A direct calculation shows that, for any \(s_1,s_2 \in {\mathbb {R}}\), the problem

$$\begin{aligned} {\mathscr {L}}{\tilde{\Upsilon }}= \begin{pmatrix} s_1 \\ s_2 \end{pmatrix}, \qquad \text {with}\qquad {\tilde{\Upsilon }}^1(0,0) = \partial _x {\tilde{\Upsilon }}^1(0,0) = 0, \end{aligned}$$

is solved by

$$\begin{aligned} {\tilde{\Upsilon }}^1&=\tfrac{3}{4}(s_2-2s_1)x^2y-\tfrac{1}{4}(s_2-2s_1)y(y^2-1),\\ {\tilde{\Upsilon }}^2&=-\gamma {{\tilde{\Upsilon }}}^1+s_1y. \end{aligned}$$

By the arguments in [21], this solution is unique. By choosing \(s_1,s_2\) appropriately we therefore obtain explicit expressions for \(\Upsilon _{200},\Upsilon _{101}\), and calculate that

$$\begin{aligned} \partial _x^2\Upsilon _{200}^1(0,0)=-\tfrac{3}{2}(\gamma ^2-3\gamma +3)\qquad \text {and}\qquad \partial _x^2\Upsilon _{101}^1(0,0)=3. \end{aligned}$$

Inserting into the definition (7.2) of \(f(A,B,\varepsilon )\) yields the desired expansion (7.3).

\(\square \)

We are now ready to prove Theorem 7.1.

Proof of Theorem 7.1

By Theorem 7.2, it suffices to work with the reduced ODE (7.1). Introducing the scaled variables

$$\begin{aligned} x=|\varepsilon |^{-\tfrac{1}{2}}X,\quad q(x)=\varepsilon Q(X),\quad q_x(x)=\varepsilon |\varepsilon |^{\tfrac{1}{2}} Q(X), \end{aligned}$$

the expansion (7.3) yields

$$\begin{aligned} Q_{XX}=P_{X}=3Q-\tfrac{3}{2}(\gamma ^2-3\gamma +3)Q^2+O(|\varepsilon |^{\tfrac{1}{2}}(|Q|+|P|)). \end{aligned}$$

When \(\varepsilon =0\), we have an explicit homoclinic orbit

$$\begin{aligned} Q(X)=\frac{3}{\gamma ^2-3\gamma +3}{\text {sech}}^2\bigg (\frac{\sqrt{3}}{2}X \bigg ), \end{aligned}$$

joining the point (0, 0) to itself, and which intersects the Q-axis at the point \((Q_0,0)\), see Fig. 3. Here

$$\begin{aligned} Q_0=\frac{3}{\gamma ^2-3\gamma +3}. \end{aligned}$$

In particular, the unstable and stable manifolds meet at \((Q_0,0)\). By the stable manifold theorem, the unstable manifold depends uniformly smoothly on \(\varepsilon \). Combining this with the fact that the reversibility symmetry of (7.4) is independent of \(\varepsilon \) yields that for sufficiently small \(\varepsilon \) the unstable manifold intersects the Q-axis transversally at a point close to \((Q_0,0)\) (see for example, Proposition 5.1 in [35]). We therefore conclude that, for \(0<\varepsilon \ll 1\), there exists a homoclinic orbit to the origin which is symmetric in the sense that Q is even in X. This proves the existence of a one-parameter family of solutions \((w^\varepsilon ,\alpha ^\varepsilon )\).

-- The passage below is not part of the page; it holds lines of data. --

//! Implementation of serialization and deserialization.

use super::{traits::TryConvertFrom, Context, Poly, Representation};
use crate::{proto::Rq, Error};
use mpbfv_traits::{DeserializeWithContext, Serialize};
use ndarray::Array2;
use prost::Message;
use std::sync::Arc;

impl From<&Poly> for Rq {
    fn from(p: &Poly) -> Self {
        Rq {
            representation: match p.representation {
                Representation::PowerBasis => 1,
                Representation::Ntt => 2,
            },
            degree: p.ctx.degree as u32,
            coefficients: Vec::<u64>::from(p),
        }
    }
}

impl Serialize for Poly {
    fn to_bytes(&self) -> Vec<u8> {
        Rq::from(self).encode_to_vec()
    }
}

impl DeserializeWithContext for Poly {
    type Error = Error;
    type Context = Context;

    fn from_bytes(bytes: &[u8], ctx: &Arc<Context>) -> Result<Self, Self::Error> {
        let rq = Rq::decode(bytes).map_err(|e| Error::Serialization(e.to_string()))?;
        let representation = match rq.representation {
            1 => Representation::PowerBasis,
            2 => Representation::Ntt,
            _ => {
                return Err(Error::Serialization(
                    "Unknown polynomial representation".to_string(),
                ))
            }
        };
        if rq.degree as usize != ctx.degree {
            return Err(Error::Serialization("Mismatched degree".to_string()));
        }
        let coefficients = Array2::from_shape_vec((ctx.q.len(), ctx.degree), rq.coefficients)
            .map_err(|e| Error::Serialization(e.to_string()))?;
        Poly::try_convert_from(coefficients, ctx, representation)
    }
}
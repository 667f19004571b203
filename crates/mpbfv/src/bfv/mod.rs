#![warn(missing_docs, unused_imports)]

//! The Brakerski-Fan-Vercauteren homomorphic encryption scheme

mod ciphertext;
mod encoding;
mod keys;
mod ops;
mod parameters;
mod plaintext;
pub mod traits;

pub use ciphertext::Ciphertext;
pub use encoding::Encoding;
pub use keys::{
    EvaluationKey, GaloisKey, KeySwitchingKey, PublicKey, RelinearizationKey, SecretKey,
};
pub use ops::Multiplicator;
pub use parameters::{BfvParameters, BfvParametersBuilder};
pub use plaintext::Plaintext;
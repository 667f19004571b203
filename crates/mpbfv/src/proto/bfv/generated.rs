#![allow(missing_docs)]
#[allow(clippy::derive_partial_eq_without_eq)]
#[derive(Clone, PartialEq, ::prost::Message)]
pub struct Ciphertext {
    #[prost(bytes = "vec", repeated, tag = "1")]
    pub c: ::prost::alloc::vec::Vec<::prost::alloc::vec::Vec<u8>>,
    #[prost(uint32, tag = "2")]
    pub depth: u32,
}
#[allow(clippy::derive_partial_eq_without_eq)]
#[derive(Clone, PartialEq, ::prost::Message)]
pub struct KeySwitchingKey {
    #[prost(bytes = "vec", repeated, tag = "1")]
    pub c0: ::prost::alloc::vec::Vec<::prost::alloc::vec::Vec<u8>>,
    #[prost(bytes = "vec", repeated, tag = "2")]
    pub c1: ::prost::alloc::vec::Vec<::prost::alloc::vec::Vec<u8>>,
}
#[allow(clippy::derive_partial_eq_without_eq)]
#[derive(Clone, PartialEq, ::prost::Message)]
pub struct RelinearizationKey {
    #[prost(message, optional, tag = "1")]
    pub ksk: ::core::option::Option<KeySwitchingKey>,
}
#[allow(clippy::derive_partial_eq_without_eq)]
#[derive(Clone, PartialEq, ::prost::Message)]
pub struct GaloisKey {
    #[prost(message, optional, tag = "1")]
    pub ksk: ::core::option::Option<KeySwitchingKey>,
    #[prost(uint32, tag = "2")]
    pub exponent: u32,
}
#[allow(clippy::derive_partial_eq_without_eq)]
#[derive(Clone, PartialEq, ::prost::Message)]
pub struct EvaluationKey {
    #[prost(message, repeated, tag = "1")]
    pub gk: ::prost::alloc::vec::Vec<GaloisKey>,
}
#[allow(clippy::derive_partial_eq_without_eq)]
#[derive(Clone, PartialEq, ::prost::Message)]
pub struct PublicKey {
    #[prost(message, optional, tag = "1")]
    pub c: ::core::option::Option<Ciphertext>,
}
#[allow(clippy::derive_partial_eq_without_eq)]
#[derive(Clone, PartialEq, ::prost::Message)]
pub struct Parameters {
    #[prost(uint32, tag = "1")]
    pub degree: u32,
    #[prost(uint64, repeated, tag = "2")]
    pub moduli: ::prost::alloc::vec::Vec<u64>,
    #[prost(uint64, tag = "3")]
    pub plaintext: u64,
    #[prost(uint32, tag = "4")]
    pub variance: u32,
    #[prost(uint32, tag = "5")]
    pub smudging_variance: u32,
}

The same argument shows that the trajectory connecting (0, 0) to \((Q_0,0)\) also remains in the quadrant \(\{Q>0,P>0\}\). We therefore get that \((w^\varepsilon ,\alpha ^\varepsilon )\) satisfies the monotonicity property

$$\begin{aligned} w_{1x}^{\varepsilon }>0\text { on } \Gamma \cap \{x<0\}. \end{aligned}$$

From the strong maximum principle, we immediately get

$$\begin{aligned} w_{1x}^{\varepsilon }>0\text { in } (\Gamma \cup {\mathcal {R}})\cap \{x<0\}. \end{aligned}$$

Arguing similarly for \(x>0\) we get

$$\begin{aligned} w_{1x}^{\varepsilon }<0\text { in } (\Gamma \cup {\mathcal {R}})\cap \{x>0\}. \end{aligned}$$

Since \(w_{1x}=\eta _x\) in \(\overline{{\mathcal {R}}}\), we get that the nodal property (4.1) holds. This concludes the proof of (i).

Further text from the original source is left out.